=== Work to be completed ===
In exact form, please repeat the records from their opening line down to the line with "pub fn validate_alias(alias: &str)", including that line.

Dataset entries:

*-*-*

//! Short code generation and alias validation.

use crate::error::AppError;
use base64::Engine as _;
use regex::Regex;
use serde_json::json;
use std::sync::LazyLock;

/// Random bytes per generated code; 6 bytes encode to exactly 8 base64 characters.
const CODE_LENGTH_BYTES: usize = 6;

/// Length of a generated short code.
pub const GENERATED_CODE_LENGTH: usize = 8;

/// Longest accepted custom alias.
pub const MAX_ALIAS_LENGTH: usize = 64;

/// Characters allowed in a custom alias (same alphabet as generated codes).
pub static ALIAS_REGEX: LazyLock<Regex> =
    LazyLock::new(|| Regex::new(r"^[A-Za-z0-9_-]+$").expect("alias regex is valid"));

/// Aliases that would shadow service routes.
const RESERVED_ALIASES: &[&str] = &["api", "admin", "health", "static", "favicon.ico"];

/// Generates a random 8-character URL-safe short code.
///
/// Uses `getrandom` for entropy and URL-safe base64 without padding, so the
/// alphabet is `[A-Za-z0-9_-]` (48 bits per code).
///
/// # Panics
///
/// Panics if the system random number generator fails (extremely rare).
pub fn generate_code() -> String {
    let mut buffer = [0u8; CODE_LENGTH_BYTES];

    getrandom::fill(&mut buffer).expect("Failed to generate random bytes");

    base64::engine::general_purpose::URL_SAFE_NO_PAD.encode(buffer)
}

/// Validates a user-provided alias.
///
/// # Rules
///
/// - Length: 1-64 characters
/// - Allowed characters: ASCII letters, digits, `_` and `-`
/// - Cannot be a reserved route name (case-insensitive)
///
/// # Errors
///
/// Returns [`AppError::Validation`] if any rule is violated.
pub fn validate_alias(alias: &str) -> Result<(), AppError> {
    if alias.is_empty() || alias.len() > MAX_ALIAS_LENGTH {
        return Err(AppError::bad_request(
            format!("Alias must be 1-{} characters", MAX_ALIAS_LENGTH),
            json!({ "provided_length": alias.len() }),
        ));
    }

    if !ALIAS_REGEX.is_match(alias) {
        return Err(AppError::bad_request(
            "Alias can only contain letters, digits, underscores and hyphens",
            json!({ "alias": alias }),
        ));
    }

    if RESERVED_ALIASES
        .iter()
        .any(|reserved| reserved.eq_ignore_ascii_case(alias))
    {
        return Err(AppError::bad_request(
            "This alias is reserved",
            json!({ "alias": alias }),
        ));
    }

    Ok(())
}
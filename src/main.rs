use shortlink::{config, server};
use tracing_subscriber::EnvFilter;

#[tokio::main]
async fn main() -> anyhow::Result<()> {
    dotenvy::dotenv().ok();

    let config = config::load_from_env()?;
    init_tracing(&config.log_level, &config.log_format);
    config.print_summary();

    server::run(config).await
}

fn init_tracing(log_level: &str, log_format: &str) {
    let filter = EnvFilter::try_new(log_level).unwrap_or_else(|_| EnvFilter::new("info"));

    if log_format == "json" {
        tracing_subscriber::fmt()
            .json()
            .with_env_filter(filter)
            .init();
    } else {
        tracing_subscriber::fmt().with_env_filter(filter).init();
    }
}
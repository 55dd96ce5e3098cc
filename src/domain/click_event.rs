//! Click event model for asynchronous click counting.

/// A successful resolution waiting to be counted.
///
/// Sent from the resolve path to the background worker so that the counter
/// update never delays the response.
#[derive(Debug, Clone, PartialEq, Eq)]
pub struct ClickEvent {
    pub short_id: String,
}

impl ClickEvent {
    pub fn new(short_id: impl Into<String>) -> Self {
        Self {
            short_id: short_id.into(),
        }
    }
}

#[cfg(test)]
mod tests {
    use super::*;

    #[test]
    fn test_click_event_creation() {
        let event = ClickEvent::new("abc123");
        assert_eq!(event.short_id, "abc123");
        assert_eq!(event.clone(), event);
    }
}
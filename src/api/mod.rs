//! REST API layer for HTTP request/response handling.
//!
//! This layer translates HTTP requests into service calls and formats
//! responses according to API contracts.
//!
//! # Modules
//!
//! - [`dto`] - Data Transfer Objects for request/response serialization
//! - [`handlers`] - HTTP request handlers
//! - [`middleware`] - Authentication, rate limiting, CORS and tracing
//! - [`routes`] - Route configuration and composition

pub mod dto;
pub mod handlers;
pub mod middleware;
pub mod routes;
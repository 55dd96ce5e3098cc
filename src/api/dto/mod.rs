//! Data Transfer Objects for API requests and responses.
//!
//! JSON bodies use camelCase field names. Request DTOs are checked with
//! `validator` before reaching the services.

pub mod admin;
pub mod health;
pub mod link;
pub mod resolve;
pub mod shorten;
//! Periodic removal of expired links.
//!
//! The sweep only touches the store. Cached entries carry their own expiry
//! and are re-validated on every hit, so a swept link never resolves from a
//! stale cache entry.

use std::sync::Arc;
use std::time::Duration;

use tokio::sync::watch;
use tokio::time::MissedTickBehavior;
use tracing::{debug, error, info};

use crate::domain::clock::Clock;
use crate::domain::repositories::LinkRepository;
use crate::error::AppError;

/// Deletes every link whose expiry has passed. Deleting nothing is a normal outcome.
pub async fn purge_expired(
    repository: &dyn LinkRepository,
    clock: &dyn Clock,
) -> Result<u64, AppError> {
    let deleted = repository.delete_expired(clock.now()).await?;

    if deleted > 0 {
        metrics::counter!("expired_links_purged_total").increment(deleted);
        info!(deleted, "Cleanup: deleted expired links");
    } else {
        debug!("Cleanup: no expired links");
    }

    Ok(deleted)
}

/// Runs [`purge_expired`] immediately and then every `interval`, until
/// `shutdown` flips to `true` or its sender is dropped.
///
/// Failures are logged and the schedule continues.
pub async fn run_expiry_sweeper(
    repository: Arc<dyn LinkRepository>,
    clock: Arc<dyn Clock>,
    interval: Duration,
    mut shutdown: watch::Receiver<bool>,
) {
    let mut ticker = tokio::time::interval(interval);
    ticker.set_missed_tick_behavior(MissedTickBehavior::Delay);

    loop {
        tokio::select! {
            _ = ticker.tick() => {
                if let Err(e) = purge_expired(repository.as_ref(), clock.as_ref()).await {
                    error!(error = %e, "Cleanup error");
                }
            }
            changed = shutdown.changed() => {
                if changed.is_err() || *shutdown.borrow() {
                    break;
                }
            }
        }
    }

    info!("Expiry sweeper stopped");
}
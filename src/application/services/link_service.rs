//! Link creation and administration service.

use std::sync::Arc;

use chrono::{DateTime, Duration, Utc};
use serde_json::json;
use tracing::{debug, info, warn};

use crate::domain::clock::Clock;
use crate::domain::entities::{LinkPage, NewShortLink, ShortLink};
use crate::domain::expiry_sweeper;
use crate::domain::repositories::{LinkFilter, LinkRepository};
use crate::error::AppError;
use crate::infrastructure::cache::CacheService;
use crate::utils::code_generator::{generate_code, validate_alias};
use crate::utils::url_validator::validate_url;

/// Longest accepted `expire_days`.
pub const MAX_EXPIRE_DAYS: u32 = 3650;

pub const DEFAULT_PER_PAGE: i64 = 20;
pub const MAX_PER_PAGE: i64 = 100;

/// Attempts at inserting a freshly generated code before giving up.
const MAX_GENERATION_ATTEMPTS: usize = 10;

/// Service for creating and administering short links.
///
/// Writes go to the store first; the cache is populated or invalidated
/// afterwards on a best-effort basis.
pub struct LinkService {
    repository: Arc<dyn LinkRepository>,
    cache: Arc<dyn CacheService>,
    clock: Arc<dyn Clock>,
    cache_ttl_seconds: u64,
    base_url: String,
}

impl LinkService {
    pub fn new(
        repository: Arc<dyn LinkRepository>,
        cache: Arc<dyn CacheService>,
        clock: Arc<dyn Clock>,
        cache_ttl_seconds: u64,
        base_url: impl Into<String>,
    ) -> Self {
        Self {
            repository,
            cache,
            clock,
            cache_ttl_seconds,
            base_url: base_url.into(),
        }
    }

    /// Creates a short link.
    ///
    /// # Code Selection
    ///
    /// - With `custom_alias`, the alias is validated and used as is. An alias
    ///   that is already taken yields [`AppError::Conflict`].
    /// - Otherwise an 8-character code is generated. If the store rejects it
    ///   as a duplicate a new one is drawn, up to 10 times.
    ///
    /// # Expiry
    ///
    /// `expire_days` of `None` or `0` creates a permanent link; any other
    /// value sets `expires_at` that many days from now.
    ///
    /// # Errors
    ///
    /// Returns [`AppError::Validation`] for a malformed URL or alias, or an
    /// `expire_days` above [`MAX_EXPIRE_DAYS`].
    ///
    /// Returns [`AppError::Conflict`] if the alias is taken.
    pub async fn create_short_link(
        &self,
        original_url: String,
        custom_alias: Option<String>,
        expire_days: Option<u32>,
    ) -> Result<ShortLink, AppError> {
        validate_url(&original_url).map_err(|e| {
            AppError::bad_request("Invalid URL format", json!({ "reason": e.to_string() }))
        })?;

        let now = self.clock.now();
        let expires_at = compute_expires_at(now, expire_days)?;

        let link = match custom_alias {
            Some(alias) => self.insert_alias(alias, original_url, expires_at).await?,
            None => self.insert_generated(original_url, expires_at).await?,
        };

        metrics::counter!("links_created_total").increment(1);
        info!(short_id = %link.short_id, expires_at = ?link.expires_at, "Short link created");

        self.populate_cache(&link, now).await;
        Ok(link)
    }

    async fn insert_alias(
        &self,
        alias: String,
        original_url: String,
        expires_at: Option<DateTime<Utc>>,
    ) -> Result<ShortLink, AppError> {
        validate_alias(&alias)?;

        if self.repository.find_by_short_id(&alias).await?.is_some() {
            return Err(alias_taken(&alias));
        }

        let new_link = NewShortLink {
            short_id: alias.clone(),
            original_url,
            expires_at,
        };

        // A concurrent creator may have taken the alias since the check above.
        match self.repository.insert(new_link).await {
            Err(AppError::Conflict { .. }) => Err(alias_taken(&alias)),
            other => other,
        }
    }

    async fn insert_generated(
        &self,
        original_url: String,
        expires_at: Option<DateTime<Utc>>,
    ) -> Result<ShortLink, AppError> {
        for attempt in 1..=MAX_GENERATION_ATTEMPTS {
            let new_link = NewShortLink {
                short_id: generate_code(),
                original_url: original_url.clone(),
                expires_at,
            };

            match self.repository.insert(new_link).await {
                Err(AppError::Conflict { .. }) => {
                    debug!(attempt, "Generated code collided, retrying");
                }
                other => return other,
            }
        }

        Err(AppError::internal(
            "Failed to generate unique code",
            json!({ "reason": "Too many collisions" }),
        ))
    }

    /// Lists links newest first.
    ///
    /// # Errors
    ///
    /// Returns [`AppError::Validation`] if `page < 1` or `per_page` is outside
    /// `1..=100`.
    pub async fn list_links(
        &self,
        page: i64,
        per_page: i64,
        query: Option<String>,
    ) -> Result<LinkPage, AppError> {
        if page < 1 {
            return Err(AppError::bad_request(
                "page must be at least 1",
                json!({ "page": page }),
            ));
        }
        if !(1..=MAX_PER_PAGE).contains(&per_page) {
            return Err(AppError::bad_request(
                format!("perPage must be between 1 and {}", MAX_PER_PAGE),
                json!({ "perPage": per_page }),
            ));
        }

        let offset = (page - 1).saturating_mul(per_page);
        let filter = LinkFilter::new(offset, per_page).with_search(query);
        let total = self.repository.count(filter.search.clone()).await?;
        let items = self.repository.list(filter).await?;

        Ok(LinkPage {
            items,
            total,
            page,
            per_page,
        })
    }

    /// Returns a link regardless of its active or expiry state.
    pub async fn get_link(&self, short_id: &str) -> Result<ShortLink, AppError> {
        self.repository
            .find_by_short_id(short_id)
            .await?
            .ok_or_else(|| not_found(short_id))
    }

    /// Activates or deactivates a link and drops its cache entry.
    pub async fn set_active(&self, short_id: &str, is_active: bool) -> Result<ShortLink, AppError> {
        let link = self
            .repository
            .set_active(short_id, is_active)
            .await?
            .ok_or_else(|| not_found(short_id))?;

        self.invalidate_cache(short_id).await;
        info!(short_id, is_active, "Link status updated");
        Ok(link)
    }

    /// Physically deletes a link and drops its cache entry.
    pub async fn delete_link(&self, short_id: &str) -> Result<(), AppError> {
        if !self.repository.delete(short_id).await? {
            return Err(not_found(short_id));
        }

        self.invalidate_cache(short_id).await;
        info!(short_id, "Link deleted");
        Ok(())
    }

    /// Runs one expiry sweep and returns how many links were removed.
    pub async fn purge_expired(&self) -> Result<u64, AppError> {
        expiry_sweeper::purge_expired(self.repository.as_ref(), self.clock.as_ref()).await
    }

    /// Builds the public short URL for a code.
    pub fn short_url(&self, short_id: &str) -> String {
        format!("{}/{}", self.base_url.trim_end_matches('/'), short_id)
    }

    /// Checks that the store is reachable.
    pub async fn ping(&self) -> Result<(), AppError> {
        self.repository.ping().await
    }

    async fn populate_cache(&self, link: &ShortLink, now: DateTime<Utc>) {
        let cached = link.to_cached();
        let Some(ttl) = cached.ttl_seconds(now, self.cache_ttl_seconds) else {
            return;
        };

        if let Err(e) = self.cache.set_link(&link.short_id, &cached, ttl).await {
            metrics::counter!("cache_errors_total").increment(1);
            warn!(short_id = %link.short_id, error = %e, "Failed to cache new link");
        }
    }

    async fn invalidate_cache(&self, short_id: &str) {
        if let Err(e) = self.cache.invalidate(short_id).await {
            metrics::counter!("cache_errors_total").increment(1);
            warn!(short_id, error = %e, "Failed to invalidate cache entry");
        }
    }
}
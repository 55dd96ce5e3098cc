//! HTTP middleware for request processing and protection.
//!
//! Provides authentication, rate limiting, CORS and observability middleware.

pub mod auth;
pub mod cors;
pub mod rate_limit;
pub mod tracing;
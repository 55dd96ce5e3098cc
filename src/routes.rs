//! Top-level router configuration.
//!
//! # Route Structure
//!
//! - `GET  /health`              - Health check: DB, cache, click queue (public)
//! - `POST /api/shorten`         - Create a short link (public, rate limited)
//! - `GET  /api/resolve/{id}`    - Resolve without redirect (public)
//! - `/api/admin/*`              - Link administration (admin key required)
//! - `GET  /{shortId}`           - Short link redirect (public)
//!
//! # Middleware
//!
//! - **Tracing** - Structured request/response logging
//! - **CORS** - Frontend origin, when configured
//! - **Rate limiting** - Per-IP token bucket on link creation
//! - **Authentication** - Admin API key on `/api/admin`
//! - **Path normalization** - Trailing slash handling

use crate::api;
use crate::api::handlers::{health_handler, redirect_handler};
use crate::api::middleware::{auth, cors, rate_limit, tracing};
use crate::config::Config;
use crate::state::AppState;
use axum::routing::get;
use axum::{Router, middleware};
use tower::Layer;
use tower_http::normalize_path::{NormalizePath, NormalizePathLayer};

/// HTTP options that shape the middleware stack.
#[derive(Debug, Clone, Default)]
pub struct RouterOptions {
    /// Read client IP from forwarding headers for rate limiting.
    pub behind_proxy: bool,
    /// `None` disables rate limiting.
    pub rate_limit_per_minute: Option<u32>,
    /// `None` disables the CORS layer.
    pub cors_origin: Option<String>,
}

impl RouterOptions {
    pub fn from_config(config: &Config) -> Self {
        Self {
            behind_proxy: config.behind_proxy,
            rate_limit_per_minute: (!config.disable_rate_limit)
                .then_some(config.rate_limit_per_minute),
            cors_origin: config.origin_frontend.clone(),
        }
    }
}

/// Constructs the application router with all routes and middleware.
///
/// Rate limiting needs the peer address, so the router must be served with
/// `into_make_service_with_connect_info::<SocketAddr>()` when it is enabled.
pub fn app_router(state: AppState, options: RouterOptions) -> NormalizePath<Router> {
    NormalizePathLayer::trim_trailing_slash().layer(build_router(state, options))
}

/// The router without trailing-slash normalization.
pub fn build_router(state: AppState, options: RouterOptions) -> Router {
    let shorten = match options.rate_limit_per_minute {
        Some(limit) if options.behind_proxy => {
            api::routes::shorten_routes().layer(rate_limit::proxy_layer(limit))
        }
        Some(limit) => api::routes::shorten_routes().layer(rate_limit::layer(limit)),
        None => api::routes::shorten_routes(),
    };

    let admin = api::routes::admin_routes()
        .route_layer(middleware::from_fn_with_state(state.clone(), auth::layer));

    let api_router = Router::new()
        .merge(shorten)
        .merge(api::routes::public_routes())
        .nest("/admin", admin);

    let mut router = Router::new()
        .route("/health", get(health_handler))
        .nest("/api", api_router)
        .route("/{short_id}", get(redirect_handler))
        .with_state(state);

    if let Some(origin) = options.cors_origin.as_deref() {
        match cors::layer(origin) {
            Some(layer) => router = router.layer(layer),
            None => ::tracing::warn!(origin, "Ignoring invalid CORS origin"),
        }
    }

    router.layer(tracing::layer())
}
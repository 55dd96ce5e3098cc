//! Caching layer for fast short code resolution.
//!
//! Provides a [`CacheService`] trait with two implementations:
//! - [`RedisCache`] - Production Redis-backed cache
//! - [`NullCache`] - No-op implementation for disabled caching

mod null_cache;
mod redis_cache;
mod service;

pub use null_cache::NullCache;
pub use redis_cache::RedisCache;
pub use service::{CacheError, CacheResult, CacheService};

#[cfg(test)]
pub use service::MockCacheService;
//! Admin API key authentication middleware.

use axum::{
    extract::{FromRequestParts, Request, State},
    http::HeaderMap,
    middleware::Next,
    response::Response,
};
use axum_auth::AuthBearer;

use crate::{error::AppError, state::AppState};

/// Header carrying the admin key, as sent by the admin console.
pub const ADMIN_KEY_HEADER: &str = "x-admin-api-key";

/// Authenticates admin requests.
///
/// # Header Format
///
/// Either of:
///
/// ```text
/// x-admin-api-key: <key>
/// Authorization: Bearer <key>
/// ```
///
/// `x-admin-api-key` is checked first.
///
/// # Errors
///
/// Returns `401 Unauthorized` if no key is presented or the key does not
/// match `ADMIN_API_KEY`. The response carries `WWW-Authenticate: Bearer`.
///
/// # Example
///
/// ```rust,ignore
/// use axum::{Router, routing::get, middleware};
/// use crate::api::middleware::auth;
///
/// let admin = Router::new()
///     .route("/urls", get(list_links_handler))
///     .route_layer(middleware::from_fn_with_state(state.clone(), auth::layer));
/// ```
pub async fn layer(
    State(st): State<AppState>,
    req: Request,
    next: Next,
) -> Result<Response, AppError> {
    let (mut parts, body) = req.into_parts();

    let key = match header_key(&parts.headers) {
        Some(key) => key,
        None => {
            let AuthBearer(token) = AuthBearer::from_request_parts(&mut parts, &())
                .await
                .map_err(|_| {
                    AppError::unauthorized(
                        "Unauthorized",
                        serde_json::json!({"reason": "Admin API key is missing"}),
                    )
                })?;
            token
        }
    };

    st.auth_service.authenticate(&key)?;

    let req = Request::from_parts(parts, body);
    Ok(next.run(req).await)
}

fn header_key(headers: &HeaderMap) -> Option<String> {
    headers
        .get(ADMIN_KEY_HEADER)
        .and_then(|v| v.to_str().ok())
        .map(str::trim)
        .filter(|v| !v.is_empty())
        .map(str::to_string)
}
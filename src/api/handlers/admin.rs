//! Handlers for the admin link management endpoints.

use axum::{
    Json,
    extract::{Path, Query, State},
    http::StatusCode,
};

use crate::api::dto::admin::{
    CleanupResponse, LinkListResponse, ListLinksParams, UpdateLinkRequest,
};
use crate::api::dto::link::LinkResponse;
use crate::application::services::link_service::DEFAULT_PER_PAGE;
use crate::domain::entities::ShortLink;
use crate::error::AppError;
use crate::state::AppState;

fn to_response(state: &AppState, link: ShortLink) -> LinkResponse {
    let short_url = state.link_service.short_url(&link.short_id);
    LinkResponse::from_link(link, short_url)
}

/// Lists links, newest first.
///
/// # Endpoint
///
/// `GET /api/admin/urls?page=1&perPage=20&q=demo`
///
/// # Errors
///
/// Returns 400 Bad Request if `page < 1` or `perPage` is outside `1..=100`.
pub async fn list_links_handler(
    State(state): State<AppState>,
    Query(params): Query<ListLinksParams>,
) -> Result<Json<LinkListResponse>, AppError> {
    let page = state
        .link_service
        .list_links(
            params.page.unwrap_or(1),
            params.per_page.unwrap_or(DEFAULT_PER_PAGE),
            params.q,
        )
        .await?;

    let items = page
        .items
        .into_iter()
        .map(|link| to_response(&state, link))
        .collect();

    Ok(Json(LinkListResponse {
        items,
        total: page.total,
        page: page.page,
        per_page: page.per_page,
    }))
}

/// Returns one link, including inactive and expired ones.
///
/// # Endpoint
///
/// `GET /api/admin/urls/{shortId}`
pub async fn get_link_handler(
    State(state): State<AppState>,
    Path(short_id): Path<String>,
) -> Result<Json<LinkResponse>, AppError> {
    let link = state.link_service.get_link(&short_id).await?;
    Ok(Json(to_response(&state, link)))
}

/// Activates or deactivates a link.
///
/// # Endpoint
///
/// `PATCH /api/admin/urls/{shortId}` with body `{"isActive": false}`
///
/// The cached entry is dropped, so the change is visible on the next
/// resolution.
pub async fn update_link_handler(
    State(state): State<AppState>,
    Path(short_id): Path<String>,
    Json(payload): Json<UpdateLinkRequest>,
) -> Result<Json<LinkResponse>, AppError> {
    let link = state
        .link_service
        .set_active(&short_id, payload.is_active)
        .await?;
    Ok(Json(to_response(&state, link)))
}

/// Permanently deletes a link.
///
/// # Endpoint
///
/// `DELETE /api/admin/urls/{shortId}`
///
/// # Response
///
/// `204 No Content`
pub async fn delete_link_handler(
    State(state): State<AppState>,
    Path(short_id): Path<String>,
) -> Result<StatusCode, AppError> {
    state.link_service.delete_link(&short_id).await?;
    Ok(StatusCode::NO_CONTENT)
}

/// Runs the expiry sweep immediately.
///
/// # Endpoint
///
/// `POST /api/admin/cleanup`
///
/// # Response
///
/// ```json
/// { "deleted": 3 }
/// ```
pub async fn cleanup_handler(
    State(state): State<AppState>,
) -> Result<Json<CleanupResponse>, AppError> {
    let deleted = state.link_service.purge_expired().await?;
    Ok(Json(CleanupResponse { deleted }))
}
//! HTTP request handlers for API endpoints.
//!
//! Each handler module corresponds to a logical grouping of endpoints.

pub mod admin;
pub mod health;
pub mod redirect;
pub mod shorten;

pub use admin::{
    cleanup_handler, delete_link_handler, get_link_handler, list_links_handler,
    update_link_handler,
};
pub use health::health_handler;
pub use redirect::{redirect_handler, resolve_handler};
pub use shorten::shorten_handler;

*-*-*

=== Exercise output ===
//! Short code generation and alias validation.

use crate::error::AppError;
use base64::Engine as _;
use regex::Regex;
use serde_json::json;
use std::sync::LazyLock;

/// Random bytes per generated code; 6 bytes encode to exactly 8 base64 characters.
const CODE_LENGTH_BYTES: usize = 6;

/// Length of a generated short code.
pub const GENERATED_CODE_LENGTH: usize = 8;

/// Longest accepted custom alias.
pub const MAX_ALIAS_LENGTH: usize = 64;

/// Characters allowed in a custom alias (same alphabet as generated codes).
pub static ALIAS_REGEX: LazyLock<Regex> =
    LazyLock::new(|| Regex::new(r"^[A-Za-z0-9_-]+$").expect("alias regex is valid"));

/// Aliases that would shadow service routes.
const RESERVED_ALIASES: &[&str] = &["api", "admin", "health", "static", "favicon.ico"];

/// Generates a random 8-character URL-safe short code.
///
/// Uses `getrandom` for entropy and URL-safe base64 without padding, so the
/// alphabet is `[A-Za-z0-9_-]` (48 bits per code).
///
/// # Panics
///
/// Panics if the system random number generator fails (extremely rare).
pub fn generate_code() -> String {
    let mut buffer = [0u8; CODE_LENGTH_BYTES];

    getrandom::fill(&mut buffer).expect("Failed to generate random bytes");

    base64::engine::general_purpose::URL_SAFE_NO_PAD.encode(buffer)
}

/// Validates a user-provided alias.
///
/// # Rules
///
/// - Length: 1-64 characters
/// - Allowed characters: ASCII letters, digits, `_` and `-`
/// - Cannot be a reserved route name (case-insensitive)
///
/// # Errors
///
/// Returns [`AppError::Validation`] if any rule is violated.
pub fn validate_alias(alias: &str) -> Result<(), AppError> {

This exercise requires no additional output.